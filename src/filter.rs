use crate::index::{compare_rows, Row};

#[derive(Debug, Clone, Default, PartialEq, Eq)]
pub struct FilterState {
    pub search_term: String,
    pub group: Option<String>,
}

impl FilterState {
    pub fn with_group(group: Option<String>) -> Self {
        Self {
            search_term: String::new(),
            group,
        }
    }
}

pub fn matches_group(row: &Row, group: Option<&str>) -> bool {
    match group {
        Some(name) => row.group_names.iter().any(|g| g == name),
        None => true,
    }
}

/// Case-insensitive containment over name/issuer/groups/note, or an exact
/// hit on the row's 1-based position.
pub fn matches_search(row: &Row, term: &str) -> bool {
    if term.is_empty() {
        return true;
    }
    if let Ok(n) = term.trim().parse::<usize>() {
        if n > 0 && n == row.position {
            return true;
        }
    }
    let needle = term.to_lowercase();
    row.name.to_lowercase().contains(&needle)
        || row.issuer.to_lowercase().contains(&needle)
        || row.groups_label().to_lowercase().contains(&needle)
        || row.note.to_lowercase().contains(&needle)
}

/// Rows passing the group and search predicates, issuer-then-name ordered.
pub fn visible<'a>(rows: &'a [Row], filter: &FilterState) -> Vec<&'a Row> {
    let mut out: Vec<&Row> = rows
        .iter()
        .filter(|r| matches_group(r, filter.group.as_deref()))
        .filter(|r| matches_search(r, &filter.search_term))
        .collect();
    out.sort_by(|a, b| compare_rows(a, b));
    out
}

/// Group picker list: substring match on the group name.
pub fn visible_groups<'a>(groups: &'a [String], term: &str) -> Vec<&'a String> {
    let needle = term.to_lowercase();
    groups
        .iter()
        .filter(|g| needle.is_empty() || g.to_lowercase().contains(&needle))
        .collect()
}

> Your assignment: Output, unchanged, only the lines from the one that holds "pub fn visible_groups<'a>(groups: &'a" through the last line of the material above.

> Result of this task:
pub fn visible_groups<'a>(groups: &'a [String], term: &str) -> Vec<&'a String> {
    let needle = term.to_lowercase();
    groups
        .iter()
        .filter(|g| needle.is_empty() || g.to_lowercase().contains(&needle))
        .collect()
}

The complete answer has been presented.